Zoey's way of filtering LSD
This is my current method (updated 2026-03) of filtering LSD results on Cluster 2, and consolidates various processing scripts used by Shoichet lab members into a single tutorial for filtering LSD results. For working up on Wynton, reference the ReadTheDocks. Procedures below are adapted from various other lab sources.
Step 0: Source the environment and copy over relevant files
Source JK's environment with the following commands, accessible on gimel:
source /mnt/nfs/home/jklyu/anaconda3/etc/profile.d/conda.sh conda activate bioinfo-env2 if ! ( $?PYTHONPATH ) setenv PYTHONPATH "" setenv PYTHONPATH $PYTHONPATH\:/mnt/nfs/ex5/work/jklyu/IFP/package/ifp/scripts\:
Subsequently, copy the needed scripts:
mkdir post_LSD cd post_LSD cp /nfs/home/zdingman/scripts/IFP/jk_scripts ./scripts
Step 1: Interaction fingerprinting
Copy your initially extracted poses to prep_poses. These poses will need to be renamed 'filtered-#.mol2', owing to how the underlying scripts were written by JK. Rename as follows:
mkdir prep_poses cd prep_poses cp [/path/to/poses/*mol2] . mkdir output_renamed sh rename_utility.sh
[Note: It takes about 6 hours to fingerprint a file with 2000 molecules in it. Tia and Andrii both have splitting scripts; if you want to combine all your mol2 files and split them into smaller chunks, now would be the time. Alternatively, just use the original poses_extract mol2, but note that the larger # of poses per file will take a bit longer.]
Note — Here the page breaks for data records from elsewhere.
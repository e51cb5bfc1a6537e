//! GameCube Joybus PIO program and core1 wire task.
//!
//! The instruction encoding below is a direct port of `other_examples`'s
//! `rukai-joybus-pio-rs` crate (the hand-assembled instruction array that
//! crate falls back to because the `pio_asm!` proc macro doesn't get on
//! with cargo bin dependencies on nightly) — adapted from `rp2040-hal`'s
//! `PIOBuilder` to `embassy-rp`'s `embassy_rp::pio` API.

use embassy_rp::pio::{Common, Config, Direction, Instance, PioPin, ShiftDirection, StateMachine};
use embassy_rp::Peri;
use fixed::types::U24F8;
use usbretro_console::gamecube::GcReport;

/// Same 32-word program rukai's crate installs: an autopush 8-bit read
/// loop paired with a 9-bit-framed (8 data bits + stop bit) write loop,
/// joined at a shared wrap point.
const RAW_PROGRAM: [u16; 32] = [
    0xe080, 0x3320, 0x4001, 0x20a0, 0x0001, 0xe081, 0xe001, 0x80e0, 0x6021, 0x00ee, 0x00b3, 0x80e0,
    0x6021, 0x000f, 0xa342, 0xa142, 0xe900, 0xb201, 0x0006, 0xa442, 0xe900, 0xf201, 0x0000, 0x0000,
    0x0000, 0x0000, 0x0000, 0x0000, 0x0000, 0x0000, 0x0000, 0x0000,
];
const WRAP_SOURCE: u8 = 22;
const WRAP_TARGET: u8 = 0;

/// Joybus commands the console issues; mirrors the original firmware's
/// command byte switch.
#[derive(Clone, Copy, Debug, PartialEq, Eq)]
pub enum Command {
    Probe,
    Poll,
    Origin,
    Recalibrate,
    Reset,
    Unknown,
}

impl From<u8> for Command {
    fn from(value: u8) -> Self {
        match value {
            0x00 => Self::Probe,
            0xFF => Self::Reset,
            0x41 => Self::Origin,
            0x42 => Self::Recalibrate,
            0x40 => Self::Poll,
            _ => Self::Unknown,
        }
    }
}

pub struct JoybusPio<'d, PIO: Instance, const SM: usize> {
    sm: StateMachine<'d, PIO, SM>,
}

impl<'d, PIO: Instance, const SM: usize> JoybusPio<'d, PIO, SM> {
    pub fn new(
        common: &mut Common<'d, PIO>,
        mut sm: StateMachine<'d, PIO, SM>,
        data_pin: Peri<'d, impl PioPin>,
        sys_clock_hz: u32,
    ) -> Self {
        let data_pin = common.make_pio_pin(data_pin);

        let program = pio::Program {
            code: RAW_PROGRAM.into(),
            origin: Some(0),
            wrap: pio::Wrap {
                source: WRAP_SOURCE,
                target: WRAP_TARGET,
            },
            side_set: pio::SideSet::default(),
        };
        let loaded = common.load_program(&program);

        let mut cfg = Config::default();
        cfg.use_program(&loaded, &[]);
        cfg.set_out_pins(&[&data_pin]);
        cfg.set_in_pins(&[&data_pin]);
        cfg.set_set_pins(&[&data_pin]);
        cfg.shift_out.direction = ShiftDirection::Left;
        cfg.shift_out.auto_fill = false;
        cfg.shift_out.threshold = 9;
        cfg.shift_in.direction = ShiftDirection::Left;
        cfg.shift_in.auto_fill = true;
        cfg.shift_in.threshold = 8;

        // Joybus runs at 250 kbit/s; cycles_per_bit matches the three
        // PIO instructions (T1+T2+T3) the read/write loops spend per bit,
        // same arithmetic rukai's crate derives from joybus-pio.
        let bitrate = 250_000u32;
        let cycles_per_bit = 10 + 20 + 10;
        cfg.clock_divider = U24F8::from_num(sys_clock_hz) / U24F8::from_num(cycles_per_bit * bitrate);

        sm.set_config(&cfg);
        sm.set_pin_dirs(Direction::Out, &[&data_pin]);
        sm.set_enable(true);

        Self { sm }
    }

    /// Blocking (within the core1 task's async context) receive of one
    /// command byte, or `None` on a 2 ms timeout — matching the original
    /// `recv()`'s polled-timeout shape, made non-blocking to core0 via
    /// `embassy_time`.
    pub async fn recv(&mut self) -> Option<u8> {
        embassy_time::with_timeout(embassy_time::Duration::from_millis(2), async {
            loop {
                if let Some(v) = self.sm.rx().try_pull() {
                    return v as u8;
                }
                embassy_futures::yield_now().await;
            }
        })
        .await
        .ok()
    }

    pub fn send(&mut self, values: &[u8]) {
        self.sm.restart();
        for (i, &value) in values.iter().enumerate() {
            let stop = u32::from(i == values.len() - 1);
            let word = (u32::from(value) << 24) | (stop << 23);
            self.sm.tx().push(word);
        }
    }
}

/// Core1 wire task: services Joybus probe/origin/poll commands forever,
/// reading the most recently composed [`GcReport`] from `latest`, and
/// publishing the console's requested rumble-motor state to `rumble`.
///
/// The real Poll command is three bytes: `0x40`, a mode byte, and a
/// rumble-motor byte (nonzero enables the motor) — this third byte is
/// what upstream's `GamecubeConsole_WaitForPoll` reads to decide
/// `gc_rumble`. No Joybus byte-framing reference for it exists in this
/// pack (the `rukai-joybus-pio-rs` example only models `recv()` as a
/// single command byte), so the two trailing reads below are a reasoned
/// extension: best-effort, same 2 ms per-byte timeout as the command
/// byte, silently skipped if the console doesn't follow through.
pub async fn run<PIO: Instance, const SM: usize>(
    mut pio: JoybusPio<'_, PIO, SM>,
    latest: &'static embassy_sync::signal::Signal<
        embassy_sync::blocking_mutex::raw::CriticalSectionRawMutex,
        GcReport,
    >,
    rumble: &'static embassy_sync::signal::Signal<
        embassy_sync::blocking_mutex::raw::CriticalSectionRawMutex,
        bool,
    >,
) -> ! {
    let mut report = GcReport::neutral();
    loop {
        match pio.recv().await.map(Command::from) {
            Some(Command::Probe) | Some(Command::Reset) => {
                pio.send(&[0x09, 0x00, 0x03]);
            }
            Some(Command::Origin) | Some(Command::Recalibrate) => {
                pio.send(&GcReport::neutral().to_bytes());
            }
            Some(Command::Poll) => {
                let _mode = pio.recv().await;
                if let Some(motor) = pio.recv().await {
                    rumble.signal(motor != 0);
                }

                if let Some(latest_report) = latest.try_take() {
                    report = latest_report;
                }
                pio.send(&report.to_bytes());
            }
            Some(Command::Unknown) | None => {}
        }
    }
}
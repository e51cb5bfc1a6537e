//! Router: ingress/egress of canonical events across output targets and
//! player slots, supporting 1:1, N:1 merge, 1:N broadcast, and
//! configurable N:M routing over the same slot-cell primitive.

use crate::event::InputEvent;
use crate::player::{PlayerManager, MERGE_INSTANCE};

/// Which output consumer a routed event cell belongs to. Most firmware
/// builds only ever populate `Primary`; `UartDebug` exists for the
/// optional debug-mirror secondary target.
#[derive(Clone, Copy, Debug, PartialEq, Eq)]
#[cfg_attr(feature = "defmt", derive(defmt::Format))]
pub enum OutputTarget {
    Primary,
    UartDebug,
}

/// A per-(output_target, player) most-recent-event cell.
#[derive(Clone, Copy)]
struct Cell {
    event: Option<InputEvent>,
}

impl Default for Cell {
    fn default() -> Self {
        Self { event: None }
    }
}

/// Routing table entry for the configurable N:M mode: an input slot
/// feeding a specific output target maps to a specific output slot
/// rather than its own player index.
#[derive(Clone, Copy, Debug, PartialEq, Eq)]
pub struct RouteEntry {
    pub input_slot: u8,
    pub target: OutputTargetIndex,
    pub output_slot: u8,
}

/// Index into the router's fixed `TARGETS` output-target array.
pub type OutputTargetIndex = usize;

/// Generic router over `TARGETS` output targets and `PLAYERS` player
/// slots. Each console binary instantiates only the cells it needs
/// (PC-Engine: `Router<1, 5>`; GameCube: `Router<1, 4>`) instead of a
/// single global `MAX_PLAYERS`-sized table.
pub struct Router<const TARGETS: usize, const PLAYERS: usize> {
    cells: [[Cell; PLAYERS]; TARGETS],
    players: PlayerManager,
    /// Broadcast flag: when set, every target's cell for a player index
    /// receives the same event (1:N). When clear, only `Primary`'s cell
    /// (index 0) is written by default ingress.
    broadcast: bool,
    /// Optional N:M routing overrides; empty unless configured.
    routes: heapless::Vec<RouteEntry, 16>,
}

impl<const TARGETS: usize, const PLAYERS: usize> Router<TARGETS, PLAYERS> {
    #[must_use]
    pub fn new() -> Self {
        Self {
            cells: [[Cell::default(); PLAYERS]; TARGETS],
            players: PlayerManager::new(),
            broadcast: false,
            routes: heapless::Vec::new(),
        }
    }

    /// Enable 1:N broadcast mode: a single player's most recent event
    /// becomes visible at every output target.
    pub fn set_broadcast(&mut self, broadcast: bool) {
        self.broadcast = broadcast;
    }

    /// Install a static N:M route. Overrides the default 1:1 output-slot
    /// assignment for that `(input_slot, target)` pair.
    pub fn add_route(&mut self, route: RouteEntry) {
        let _ = self.routes.push(route);
    }

    fn resolve_output_slot(&self, input_slot: u8, target: OutputTargetIndex) -> usize {
        for route in &self.routes {
            if route.input_slot == input_slot && route.target == target {
                return route.output_slot as usize;
            }
        }
        input_slot as usize
    }

    fn has_route_for(&self, input_slot: u8, target: OutputTargetIndex) -> bool {
        self.routes
            .iter()
            .any(|r| r.input_slot == input_slot && r.target == target)
    }

    /// Ingress: `O(1)` lookup of `(dev_addr, instance)` into a player
    /// slot (allocating the smallest free slot on first sight), then
    /// writes the event into the appropriate cell(s), most-recent-
    /// writer-wins. `instance == MERGE_INSTANCE` ORs the new buttons
    /// into the existing event at that slot rather than replacing it
    /// wholesale (Joy-Con charging-grip merge).
    pub fn submit_input(&mut self, event: InputEvent) -> Option<u8> {
        let player_index = self.players.add_player(event.dev_addr, event.instance)?;
        if (player_index as usize) >= PLAYERS {
            return None;
        }

        let merged = if event.instance == MERGE_INSTANCE {
            self.merge_into(player_index, event)
        } else {
            event
        };

        for target in 0..TARGETS {
            // Primary always gets the write; auxiliary targets only
            // participate under broadcast mode or an explicit N:M route.
            let writes = target == 0 || self.broadcast || self.has_route_for(player_index, target);
            if !writes {
                continue;
            }
            let slot = self.resolve_output_slot(player_index, target);
            if slot < PLAYERS {
                self.cells[target][slot].event = Some(merged);
            }
        }

        Some(player_index)
    }

    /// Merge an auxiliary event's buttons/analog into the root
    /// instance's existing cell-0 event, preferring the auxiliary's
    /// non-neutral analog values where the root's are neutral.
    fn merge_into(&self, player_index: u8, incoming: InputEvent) -> InputEvent {
        let Some(existing) = self.cells[0][player_index as usize].event else {
            return incoming;
        };
        let mut merged = existing;
        merged.buttons |= incoming.buttons;
        for i in 0..merged.analog.len() {
            if incoming.analog[i] != 0x80 && incoming.analog[i] != 0x00 {
                merged.analog[i] = incoming.analog[i];
            }
        }
        merged
    }

    /// Egress: the latest event stored for `(target, player)`, or
    /// `None` if nothing has been submitted for that cell yet.
    #[must_use]
    pub fn get_output(&self, target: OutputTargetIndex, player: u8) -> Option<&InputEvent> {
        self.cells.get(target)?.get(player as usize)?.event.as_ref()
    }

    pub fn remove_players_by_address(&mut self, dev_addr: u8) {
        self.players.remove_players_by_address(dev_addr);
    }

    #[must_use]
    pub fn player_count(&self) -> usize {
        self.players.player_count()
    }
}

impl<const TARGETS: usize, const PLAYERS: usize> Default for Router<TARGETS, PLAYERS> {
    fn default() -> Self {
        Self::new()
    }
}

#[cfg(test)]
mod tests {
    use super::*;
    use crate::event::EventType;

    fn sample(dev_addr: u8, instance: i8) -> InputEvent {
        InputEvent::neutral(dev_addr, instance, EventType::Gamepad)
    }

    #[test]
    fn simple_1to1_round_trips() {
        let mut router: Router<1, 2> = Router::new();
        let mut e = sample(1, 0);
        e.buttons = crate::button::Buttons::B1;
        router.submit_input(e);
        let out = router.get_output(0, 0).unwrap();
        assert!(out.buttons.contains(crate::button::Buttons::B1));
    }

    #[test]
    fn merge_n_to_1_ors_buttons() {
        let mut router: Router<1, 2> = Router::new();
        let mut root = sample(1, 0);
        root.buttons = crate::button::Buttons::B1;
        router.submit_input(root);

        let mut aux = sample(1, -1);
        aux.buttons = crate::button::Buttons::B2;
        router.submit_input(aux);

        let out = router.get_output(0, 0).unwrap();
        assert!(out.buttons.contains(crate::button::Buttons::B1));
        assert!(out.buttons.contains(crate::button::Buttons::B2));
    }

    #[test]
    fn broadcast_1_to_n_visible_at_every_target() {
        let mut router: Router<2, 2> = Router::new();
        router.set_broadcast(true);
        let mut e = sample(1, 0);
        e.buttons = crate::button::Buttons::START;
        router.submit_input(e);
        assert!(router.get_output(0, 0).unwrap().buttons.contains(crate::button::Buttons::START));
        assert!(router.get_output(1, 0).unwrap().buttons.contains(crate::button::Buttons::START));
    }

    #[test]
    fn configurable_n_to_m_override_routes_to_chosen_slot() {
        let mut router: Router<2, 2> = Router::new();
        router.add_route(RouteEntry {
            input_slot: 0,
            target: 1,
            output_slot: 1,
        });
        let e = sample(1, 0);
        router.submit_input(e);
        // Target 0 default slot still gets player 0's event.
        assert!(router.get_output(0, 0).is_some());
        // Target 1 was routed to output slot 1 instead.
        assert!(router.get_output(1, 1).is_some());
        assert!(router.get_output(1, 0).is_none());
    }

    #[test]
    fn no_submission_is_none() {
        let router: Router<1, 2> = Router::new();
        assert!(router.get_output(0, 0).is_none());
    }
}
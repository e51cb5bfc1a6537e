//! Sony DualShock 3 driver. Needs an enable report written before the
//! controller emits anything but an idle/neutral report — tracked as a
//! one-shot flag rather than the full [`HandshakeState`] machine, since
//! there's only one step.
//!
//! [`HandshakeState`]: usbretro_core::driver::HandshakeState

use core::cell::RefCell;

use usbretro_core::driver::{DriverOutputRequest, OutputReport};
use usbretro_core::event::{axis, clamp_axis, EventType, InputEvent, MAX_DEV_ADDR, Transport};
use usbretro_core::Buttons;

use crate::common::{player_led_bitmap, ReportCache};

const REPORT_LEN: usize = 7;

/// Fixed scaffold for `output_sony_ds3`'s 48-byte (after report ID)
/// output report: rumble fields at [1..5], LED bitmap at [9], four
/// identical 5-byte LED blink-pattern blocks at [10..30]. Byte offsets
/// beyond the rumble fields are reconstructed from the literal
/// initializer in `sony_ds3.c` (`output_sony_ds3`) since the packed
/// struct's header wasn't available to consult directly.
const DS3_REPORT_TEMPLATE: [u8; 48] = {
    let mut buf = [0u8; 48];
    buf[1] = 0x00;
    buf[2] = 0xff; // right_duration (idle default)
    buf[3] = 0x00; // right_motor_on
    buf[4] = 0xff; // left_duration (idle default)
    buf[5] = 0x00; // left_motor_force
    let mut block = 0;
    while block < 4 {
        let base = 10 + block * 5;
        buf[base] = 0xff;
        buf[base + 1] = 0x27;
        buf[base + 2] = 0x10;
        buf[base + 3] = 0x00;
        buf[base + 4] = 0x32;
        block += 1;
    }
    buf
};

pub struct DualShock3Driver {
    cache: ReportCache<REPORT_LEN>,
    // Per-dev_addr, not a single shared flag: the original firmware kept
    // this enable bit in a module static shared across every DS3 plugged
    // in, so a second pad inherited the first one's enabled state.
    enabled: RefCell<[bool; MAX_DEV_ADDR as usize]>,
    // (rumble_on, leds_bitmap) last actually sent, so task() only
    // issues a control transfer when something changed.
    last_output: RefCell<[Option<(bool, u8)>; MAX_DEV_ADDR as usize]>,
}

fn slot(dev_addr: u8) -> usize {
    let addr = dev_addr as usize;
    if addr == 0 || addr > MAX_DEV_ADDR as usize {
        0
    } else {
        addr - 1
    }
}

impl DualShock3Driver {
    #[must_use]
    pub const fn new() -> Self {
        Self {
            cache: ReportCache::new(),
            enabled: RefCell::new([false; MAX_DEV_ADDR as usize]),
            last_output: RefCell::new([None; MAX_DEV_ADDR as usize]),
        }
    }
}

impl Default for DualShock3Driver {
    fn default() -> Self {
        Self::new()
    }
}

impl usbretro_core::driver::DeviceDriver for DualShock3Driver {
    fn name(&self) -> &'static str {
        "sony-ds3"
    }

    fn is_device(&self, vid: u16, pid: u16) -> bool {
        vid == 0x054c && pid == 0x0268
    }

    fn init(&self, dev_addr: u8, _instance: i8) -> bool {
        // The real enable sequence is an HID SET_REPORT(0xF4) control
        // transfer, which lives in the USB-host glue above this crate.
        // This flag just tracks that init() ran so task() doesn't retry.
        self.enabled.borrow_mut()[slot(dev_addr)] = true;
        true
    }

    fn task(&self, dev_addr: u8, _instance: i8, request: DriverOutputRequest) -> Option<OutputReport> {
        if !self.enabled.borrow()[slot(dev_addr)] {
            return None;
        }

        let rumble_on = request.rumble != 0;
        let leds_bitmap = player_led_bitmap(request.player_index) << 1;

        let key = (rumble_on, leds_bitmap);
        let idx = slot(dev_addr);
        if self.last_output.borrow()[idx] == Some(key) {
            return None;
        }
        self.last_output.borrow_mut()[idx] = Some(key);

        let mut buf = DS3_REPORT_TEMPLATE;
        if rumble_on {
            buf[2] = 128; // right_duration
            buf[3] = 1; // right_motor_on
            buf[4] = 128; // left_duration
            buf[5] = 128; // left_motor_force
        }
        buf[9] = leds_bitmap;

        Some(OutputReport::new(0x01, &buf[1..]))
    }

    fn process(&self, dev_addr: u8, instance: i8, report: &[u8]) -> Option<InputEvent> {
        if report.len() < REPORT_LEN || !self.cache.changed(dev_addr, report) {
            return None;
        }

        let mut event = InputEvent::neutral(dev_addr, instance, EventType::Gamepad);
        event.transport = Transport::Usb;
        event.button_count = 17;

        let mut b = Buttons::NONE;
        b.set(Buttons::UP, report[0] & 0x10 != 0);
        b.set(Buttons::RIGHT, report[0] & 0x20 != 0);
        b.set(Buttons::DOWN, report[0] & 0x40 != 0);
        b.set(Buttons::LEFT, report[0] & 0x80 != 0);
        b.set(Buttons::SELECT, report[0] & 0x01 != 0);
        b.set(Buttons::START, report[0] & 0x08 != 0);
        b.set(Buttons::L3, report[0] & 0x02 != 0);
        b.set(Buttons::R3, report[0] & 0x04 != 0);
        b.set(Buttons::L2, report[1] & 0x01 != 0);
        b.set(Buttons::R2, report[1] & 0x02 != 0);
        b.set(Buttons::L1, report[1] & 0x04 != 0);
        b.set(Buttons::R1, report[1] & 0x08 != 0);
        b.set(Buttons::B4, report[1] & 0x10 != 0); // triangle
        b.set(Buttons::B1, report[1] & 0x20 != 0); // circle
        b.set(Buttons::B2, report[1] & 0x40 != 0); // cross
        b.set(Buttons::B3, report[1] & 0x80 != 0); // square
        b.set(Buttons::A1_HOME, report[2] & 0x01 != 0);
        event.buttons = b.socd_normalized();

        event.analog[axis::LEFT_X] = clamp_axis(report[3]);
        event.analog[axis::LEFT_Y] = clamp_axis(report[4]);
        event.analog[axis::RIGHT_X] = clamp_axis(report[5]);
        event.analog[axis::RIGHT_Y] = clamp_axis(report[6]);

        Some(event)
    }

    fn unmount(&self, dev_addr: u8, _instance: i8) {
        self.cache.reset(dev_addr);
        self.enabled.borrow_mut()[slot(dev_addr)] = false;
        self.last_output.borrow_mut()[slot(dev_addr)] = None;
    }
}

#[cfg(test)]
mod tests {
    use super::*;
    use usbretro_core::driver::DeviceDriver;

    #[test]
    fn matches_ds3_pid() {
        let d = DualShock3Driver::new();
        assert!(d.is_device(0x054c, 0x0268));
    }

    #[test]
    fn decodes_dpad_and_face() {
        let driver = DualShock3Driver::new();
        let report = [0x10 | 0x08, 0x20, 0, 0x80, 0x80, 0x80, 0x80];
        let event = driver.process(1, 0, &report).unwrap();
        assert!(event.buttons.contains(Buttons::UP));
        assert!(event.buttons.contains(Buttons::START));
        assert!(event.buttons.contains(Buttons::B1));
    }

    #[test]
    fn init_marks_enabled_for_its_own_dev_addr_only() {
        let driver = DualShock3Driver::new();
        assert!(driver.init(1, 0));
        assert!(driver.enabled.borrow()[slot(1)]);
        assert!(!driver.enabled.borrow()[slot(2)]);
    }

    #[test]
    fn task_is_silent_until_init_has_run() {
        let driver = DualShock3Driver::new();
        let request = DriverOutputRequest {
            player_index: 0,
            rumble: 1,
            ..Default::default()
        };
        assert!(driver.task(1, 0, request).is_none());
    }

    #[test]
    fn task_emits_rumble_and_led_bytes_once_enabled() {
        let driver = DualShock3Driver::new();
        driver.init(1, 0);
        let request = DriverOutputRequest {
            player_index: 0,
            rumble: 1,
            ..Default::default()
        };
        let report = driver.task(1, 0, request).unwrap();
        assert_eq!(report.report_id, 0x01);
        let bytes = report.as_slice();
        assert_eq!(bytes[2], 1); // right_motor_on
        assert_eq!(bytes[8], 0x01 << 1); // leds_bitmap for player 0
    }

    #[test]
    fn task_is_debounced_on_unchanged_request() {
        let driver = DualShock3Driver::new();
        driver.init(1, 0);
        let request = DriverOutputRequest {
            player_index: 0,
            rumble: 1,
            ..Default::default()
        };
        assert!(driver.task(1, 0, request).is_some());
        assert!(driver.task(1, 0, request).is_none());
    }
}
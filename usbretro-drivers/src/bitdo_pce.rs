//! 8BitDo PCE (PC Engine-style) pad driver. Two face buttons plus shoulder
//! turbo switches, mapped straight onto the canonical layout.

use usbretro_core::event::{EventType, InputEvent, Transport};
use usbretro_core::hid::decode_hat;
use usbretro_core::Buttons;

use crate::common::ReportCache;

const REPORT_LEN: usize = 3;

pub struct BitdoPceDriver {
    cache: ReportCache<REPORT_LEN>,
}

impl BitdoPceDriver {
    #[must_use]
    pub const fn new() -> Self {
        Self {
            cache: ReportCache::new(),
        }
    }
}

impl Default for BitdoPceDriver {
    fn default() -> Self {
        Self::new()
    }
}

impl usbretro_core::driver::DeviceDriver for BitdoPceDriver {
    fn name(&self) -> &'static str {
        "8bitdo-pce"
    }

    fn is_device(&self, vid: u16, pid: u16) -> bool {
        vid == 0x2dc8 && pid == 0x5006
    }

    fn process(&self, dev_addr: u8, instance: i8, report: &[u8]) -> Option<InputEvent> {
        if report.len() < REPORT_LEN || !self.cache.changed(dev_addr, report) {
            return None;
        }

        let mut event = InputEvent::neutral(dev_addr, instance, EventType::Gamepad);
        event.transport = Transport::Usb;
        event.button_count = 6;

        let mut b = Buttons::NONE;
        let (up, right, down, left) = decode_hat(report[0] & 0x0f);
        b.set(Buttons::UP, up);
        b.set(Buttons::DOWN, down);
        b.set(Buttons::LEFT, left);
        b.set(Buttons::RIGHT, right);
        b.set(Buttons::B1, report[1] & 0x01 != 0); // II
        b.set(Buttons::B2, report[1] & 0x02 != 0); // I
        b.set(Buttons::SELECT, report[1] & 0x04 != 0);
        b.set(Buttons::START, report[1] & 0x08 != 0); // Run
        b.set(Buttons::L1, report[2] & 0x01 != 0); // turbo toggle left
        b.set(Buttons::R1, report[2] & 0x02 != 0); // turbo toggle right
        event.buttons = b.socd_normalized();

        Some(event)
    }

    fn unmount(&self, dev_addr: u8, _instance: i8) {
        self.cache.reset(dev_addr);
    }
}

#[cfg(test)]
mod tests {
    use super::*;
    use usbretro_core::driver::DeviceDriver;

    #[test]
    fn matches_pce_pid() {
        let d = BitdoPceDriver::new();
        assert!(d.is_device(0x2dc8, 0x5006));
    }

    #[test]
    fn decodes_run_and_select() {
        let driver = BitdoPceDriver::new();
        let report = [0x08u8, 0x0c, 0x00];
        let event = driver.process(1, 0, &report).unwrap();
        assert!(event.buttons.contains(Buttons::SELECT));
        assert!(event.buttons.contains(Buttons::START));
    }
}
Once your mol2 files are renamed, relocate them to your working directory. This is necessary (you can't soft link them). Place your pdb file in the working directory. Generate a dirlist of mol2 files, and run from the working directory:
ls *.mol2 > dirlist csh ../scripts/submit.csh [rec name.pdb]
Now we need to combine the output directories back together:
ls -d [0-9]* > dirlist_combine python2.7 ../scripts/combine_ifp.py dirlist_combine combined
At this point, our interactions have been identified. We can view them in combined.interactions.csv and use the awk command to fetch a list of compounds matching our desired interaction patterns. For example:
awk -F, '$4 <= 1 && ($8 == 1 || $9 == 1) {print $1}' combined.interactions.csv > filtered_compounds.names
Columns correspond to the following:
| CSV Field | Value |
|---|---|
| $1 | Compound Name |
| $2 | # H-Bond Donors |
| $3 | # H-Bond Acceptors |
| $4 | # Unsatisfied H-Bond Donors |
| $5 | # Unsatisfied H-Bond Acceptors |
| etc..., | Interactions that were checked. |
Finally, run the following:
ssh epyc2
cd [WORKING DIRECTORY]
source /nfs/home/omailhot/pyenv_source.sh
python ../scripts/process_interactions.py combined.csv rec combined.zincid.energy combined.interactions.csv
grep -Ff filtered_compounds.names combined.all.csv > filtered.all.interactions.csv
awk -F',' '{print $2 " " $3}' filtered.all.interactions.csv > filtered.all.interactions.smi
We now have a rank-ordered list of compounds and corresponding structures passing the interaction fingerprinting step.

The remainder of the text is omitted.